Extracted records
^^^^^^^^^^^^^^^^
use thiserror::Error;

#[derive(Debug, Error)]
pub enum Error {
    #[error("could not read input: {0}")]
    Io(#[from] std::io::Error),
    #[error("malformed kml at byte {position}: {source}")]
    Xml {
        position: u64,
        source: quick_xml::Error,
    },
    #[error("malformed geojson: {0}")]
    Json(#[from] serde_json::Error),
    #[error("unknown file format: {0}")]
    UnknownFormat(String),
}

pub type Result<T> = std::result::Result<T, Error>;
^^^^^^^^^^^^^^^^
The entire set of records should be returned exactly.

TASK OUTPUT:
use thiserror::Error;

#[derive(Debug, Error)]
pub enum Error {
    #[error("could not read input: {0}")]
    Io(#[from] std::io::Error),
    #[error("malformed kml at byte {position}: {source}")]
    Xml {
        position: u64,
        source: quick_xml::Error,
    },
    #[error("malformed geojson: {0}")]
    Json(#[from] serde_json::Error),
    #[error("unknown file format: {0}")]
    UnknownFormat(String),
}

pub type Result<T> = std::result::Result<T, Error>;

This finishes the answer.